WORK INSTRUCTION
Word for word, restate the lines of the data from the first through the one containing "the media source", and nothing else.

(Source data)
::::::

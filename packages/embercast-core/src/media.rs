//! Media resolution against the external conversion service.
//!
//! The conversion service turns an opaque track identifier into a playable
//! audio URL (`/convert`) and serves duration/title metadata for a converted
//! file (`/audio/{file}/info`). The engine never talks to the media source
//! directly.

use async_trait::async_trait;
use serde::Deserialize;
use thiserror::Error;

/// Errors from media resolution.
#[derive(Debug, Error)]
pub enum MediaError {
    /// HTTP request to the conversion service failed.
    #[error("HTTP request failed: {0}")]
    Http(#[from] reqwest::Error),

    /// Conversion service returned an error status.
    #[error("media service returned HTTP {0}")]
    Status(u16),

    /// Conversion service has no playable URL for the track.
    #[error("no playable audio for track {0}")]
    Unavailable(String),
}

/// Convenient Result alias for media operations.
pub type MediaResult<T> = Result<T, MediaError>;

/// Metadata for a resolved audio URL.
#[derive(Debug, Clone, Default, PartialEq)]
pub struct TrackMetadata {
    /// Track duration in whole seconds.
    pub duration_secs: u64,
    /// Track title for display.
    pub title: Option<String>,
    /// Album art URL for display.
    pub artwork_url: Option<String>,
}

/// External collaborator that resolves track identifiers to playable audio.
#[async_trait]
pub trait MediaResolver: Send + Sync {
    /// Resolves a track identifier to a playable audio URL.
    ///
    /// With `no_wait`, the service is asked to start conversion without
    /// blocking for completion - used for next-track preloads where the URL
    /// only needs to be valid by the time the renderer reaches it.
    async fn resolve_audio_url(&self, track_id: &str, no_wait: bool) -> MediaResult<String>;

    /// Fetches duration/title metadata for a resolved audio URL.
    async fn metadata(&self, audio_url: &str) -> MediaResult<TrackMetadata>;
}

// ─────────────────────────────────────────────────────────────────────────────
// HTTP Implementation
// ─────────────────────────────────────────────────────────────────────────────

#[derive(Debug, Deserialize)]
struct ConvertResponse {
    #[serde(default)]
    url: String,
    #[serde(default)]
    #[allow(dead_code)]
    status: Option<String>,
}

#[derive(Debug, Deserialize)]
struct AudioInfoResponse {
    #[serde(default)]
    duration: f64,
    #[serde(default)]
    title: Option<String>,
    #[serde(default)]
    artwork: Option<String>,
}

/// [`MediaResolver`] backed by the HTTP conversion service.
pub struct HttpMediaResolver {
    client: reqwest::Client,
    base_url: String,
}

impl HttpMediaResolver {
    /// Creates a resolver for the conversion service at `base_url`
    /// (e.g. `http://192.168.1.23:8080`).
    pub fn new(client: reqwest::Client, base_url: String) -> Self {
        Self {
            client,
            base_url: base_url.trim_end_matches('/').to_string(),
        }
    }

    /// Creates a resolver with a default HTTP client.
    pub fn from_base_url(base_url: String) -> MediaResult<Self> {
        let client = reqwest::Client::builder().build()?;
        Ok(Self::new(client, base_url))
    }
}

#[async_trait]
impl MediaResolver for HttpMediaResolver {
    async fn resolve_audio_url(&self, track_id: &str, no_wait: bool) -> MediaResult<String> {
        let url = format!(
            "{}/convert?trackId={}&noWait={}",
            self.base_url, track_id, no_wait
        );
        let response = self.client.get(&url).send().await?;
        if !response.status().is_success() {
            return Err(MediaError::Status(response.status().as_u16()));
        }

        let converted: ConvertResponse = response.json().await?;
        if converted.url.is_empty() {
            return Err(MediaError::Unavailable(track_id.to_string()));
        }
        Ok(converted.url)
    }

    async fn metadata(&self, audio_url: &str) -> MediaResult<TrackMetadata> {
        // The info endpoint is keyed by the converted file name.
        let file = audio_url.rsplit('/').next().unwrap_or(audio_url);
        let url = format!("{}/audio/{}/info", self.base_url, file);

        let response = self.client.get(&url).send().await?;
        if !response.status().is_success() {
            return Err(MediaError::Status(response.status().as_u16()));
        }

        let info: AudioInfoResponse = response.json().await?;
        Ok(TrackMetadata {
            duration_secs: info.duration.max(0.0).round() as u64,
            title: info.title,
            artwork_url: info.artwork,
        })
    }
}
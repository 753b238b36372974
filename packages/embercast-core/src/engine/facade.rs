//! Worker-side implementations of the upstream command set.
//!
//! Renderer failures are contained here: they are logged and the local
//! session state is updated anyway, so the engine stays usable while the
//! device is unreachable. Availability wins over strict consistency with
//! the physical renderer.

use super::session::{PlayerStatus, Volume};
use super::EngineCore;
use crate::utils::seconds_to_time_string;

impl EngineCore {
    /// Pauses the renderer and the local transport.
    pub(crate) async fn do_pause(&mut self) -> bool {
        if let Err(e) = self.device.pause().await {
            // Rejected pauses are routine during track handovers.
            log::warn!("[Player] Pause rejected by renderer: {}", e);
        }

        self.session.with(|s| s.clock.pause());
        self.cancel_deadline();
        self.set_status(PlayerStatus::Paused);
        true
    }

    /// Resumes the renderer and the local transport, re-arming the deadline.
    pub(crate) async fn do_resume(&mut self) -> bool {
        if let Err(e) = self.device.play().await {
            log::warn!("[Player] Resume rejected by renderer: {}", e);
        }

        self.session.with(|s| s.clock.start());
        self.arm_deadline();
        self.set_status(PlayerStatus::Playing);
        true
    }

    /// Stops the renderer and resets the local transport to zero.
    ///
    /// The renderer Stop is skipped while a renderer-driven transition is in
    /// flight; stopping then would cut off the track the renderer already
    /// moved onto.
    pub(crate) async fn do_stop(&mut self) -> bool {
        let suppress = self.session.with(|s| s.suppress_next_skip);
        if !suppress {
            if let Err(e) = self.device.stop().await {
                log::warn!("[Player] Stop rejected by renderer: {}", e);
            }
        }

        self.session.with(|s| {
            s.seek_offset_secs = 0;
            s.clock.reset();
        });
        self.cancel_deadline();
        self.pending_confirm = None;
        self.set_status(PlayerStatus::Stopped);
        true
    }

    /// Seeks the renderer and resets the local transport to the new offset.
    ///
    /// The offset and clock are updated even when the renderer rejects the
    /// seek, keeping local state usable; the drift corrector reconciles any
    /// disagreement on its next tick.
    pub(crate) async fn do_seek(&mut self, position_secs: u64) -> bool {
        let timecode = seconds_to_time_string(position_secs);
        if let Err(e) = self.device.seek(&timecode).await {
            log::warn!("[Player] Seek to {} rejected by renderer: {}", timecode, e);
        }

        let was_playing = self.session.with(|s| {
            s.clock.reset();
            s.seek_offset_secs = position_secs as i64;
            s.status == PlayerStatus::Playing
        });
        self.cancel_deadline();

        if was_playing {
            self.do_resume().await;
        }
        true
    }

    /// Writes the renderer volume, updating the local cache optimistically.
    pub(crate) async fn do_set_volume(&mut self, volume: Volume) -> bool {
        if let Err(e) = self.device.set_volume(volume.level).await {
            log::warn!("[Player] SetVolume rejected by renderer: {}", e);
        }

        self.session.with(|s| s.volume = volume);
        true
    }

    /// Reads the renderer volume, falling back to the cached value.
    pub(crate) async fn do_query_volume(&mut self) -> Volume {
        match self.device.volume().await {
            Ok(level) => self.session.with(|s| {
                s.volume.level = level;
                s.volume
            }),
            Err(e) => {
                log::warn!("[Player] GetVolume failed; returning cached value: {}", e);
                self.session.with(|s| s.volume)
            }
        }
    }
}
//! Centralized error types for the Embercast core library.
//!
//! Protocol layers define their own error enums (`SoapError`, `GenaError`,
//! `MediaError`); this module folds them into a crate-wide [`EmbercastError`]
//! with machine-readable codes and HTTP status mapping for the callback API.

use axum::http::StatusCode;
use axum::response::{IntoResponse, Response};
use axum::Json;
use serde::Serialize;
use thiserror::Error;

use crate::media::MediaError;
use crate::renderer::gena::GenaError;
use crate::renderer::soap::SoapError;

/// Trait for error types that provide machine-readable error codes.
pub trait ErrorCode {
    /// Returns a machine-readable error code for API responses.
    fn code(&self) -> &'static str;
}

impl ErrorCode for SoapError {
    fn code(&self) -> &'static str {
        match self {
            Self::Http(_) => "http_request_failed",
            Self::HttpStatus(_, _) => "http_error_status",
            Self::Fault(_) => "soap_fault",
            Self::Parse => "soap_parse_error",
        }
    }
}

impl ErrorCode for GenaError {
    fn code(&self) -> &'static str {
        match self {
            Self::Http(_) => "http_request_failed",
            Self::SubscriptionFailed(_) => "gena_subscription_failed",
            Self::RenewalFailed(_) => "gena_renewal_failed",
            Self::MissingSid => "gena_missing_sid",
        }
    }
}

impl ErrorCode for MediaError {
    fn code(&self) -> &'static str {
        match self {
            Self::Http(_) => "http_request_failed",
            Self::Status(_) => "media_service_error",
            Self::Unavailable(_) => "media_unavailable",
        }
    }
}

/// Application-wide error type for the Embercast bridge.
#[derive(Debug, Error)]
pub enum EmbercastError {
    /// SOAP request to the renderer failed.
    #[error("SOAP request failed: {0}")]
    Soap(String),

    /// GENA subscription operation failed.
    #[error("GENA operation failed: {0}")]
    Gena(String),

    /// Media resolution or metadata lookup failed.
    #[error("Media resolution failed: {0}")]
    Media(String),

    /// Client sent an invalid or malformed request.
    #[error("Invalid request: {0}")]
    InvalidRequest(String),

    /// Network-related error (IP detection, bind failures).
    #[error("Network error: {0}")]
    Network(String),

    /// Server configuration error (missing required settings).
    #[error("Configuration error: {0}")]
    Configuration(String),

    /// Internal error.
    #[error("Internal error: {0}")]
    Internal(String),
}

impl EmbercastError {
    /// Returns a machine-readable error code for API responses.
    pub fn code(&self) -> &'static str {
        match self {
            Self::Soap(_) => "soap_error",
            Self::Gena(_) => "gena_error",
            Self::Media(_) => "media_error",
            Self::InvalidRequest(_) => "invalid_request",
            Self::Network(_) => "network_error",
            Self::Configuration(_) => "configuration_error",
            Self::Internal(_) => "internal_error",
        }
    }

    /// Maps the error to an appropriate HTTP status code.
    pub fn status_code(&self) -> StatusCode {
        match self {
            Self::InvalidRequest(_) => StatusCode::BAD_REQUEST,
            Self::Configuration(_) => StatusCode::SERVICE_UNAVAILABLE,
            _ => StatusCode::INTERNAL_SERVER_ERROR,
        }
    }
}

/// Convenient Result alias for application-wide operations.
pub type EmbercastResult<T> = Result<T, EmbercastError>;

/// JSON response body for error responses.
#[derive(Serialize)]
struct ErrorResponse {
    error: &'static str,
    message: String,
    status: u16,
}

impl IntoResponse for EmbercastError {
    fn into_response(self) -> Response {
        let status = self.status_code();
        let body = ErrorResponse {
            error: self.code(),
            message: self.to_string(),
            status: status.as_u16(),
        };
        (status, Json(body)).into_response()
    }
}

impl From<SoapError> for EmbercastError {
    fn from(err: SoapError) -> Self {
        Self::Soap(err.to_string())
    }
}

impl From<GenaError> for EmbercastError {
    fn from(err: GenaError) -> Self {
        Self::Gena(err.to_string())
    }
}

impl From<MediaError> for EmbercastError {
    fn from(err: MediaError) -> Self {
        Self::Media(err.to_string())
    }
}

#[cfg(test)]
mod tests {
    use super::*;

    #[test]
    fn invalid_request_maps_to_bad_request() {
        let err = EmbercastError::InvalidRequest("missing SID".into());
        assert_eq!(err.code(), "invalid_request");
        assert_eq!(err.status_code(), StatusCode::BAD_REQUEST);
    }

    #[test]
    fn soap_error_converts_with_code() {
        let err: EmbercastError = SoapError::Fault("702".into()).into();
        assert_eq!(err.code(), "soap_error");
        assert_eq!(err.status_code(), StatusCode::INTERNAL_SERVER_ERROR);
    }

    #[test]
    fn media_error_codes() {
        assert_eq!(MediaError::Unavailable("abc".into()).code(), "media_unavailable");
        assert_eq!(MediaError::Status(502).code(), "media_service_error");
    }
}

::::::

TASK RESULT
filename packages/embercast-core/src/media.rs
//! Media resolution against the external conversion service.
//!
//! The conversion service turns an opaque track identifier into a playable
//! audio URL (`/convert`) and serves duration/title metadata for a converted
//! file (`/audio/{file}/info`). The engine never talks to the media source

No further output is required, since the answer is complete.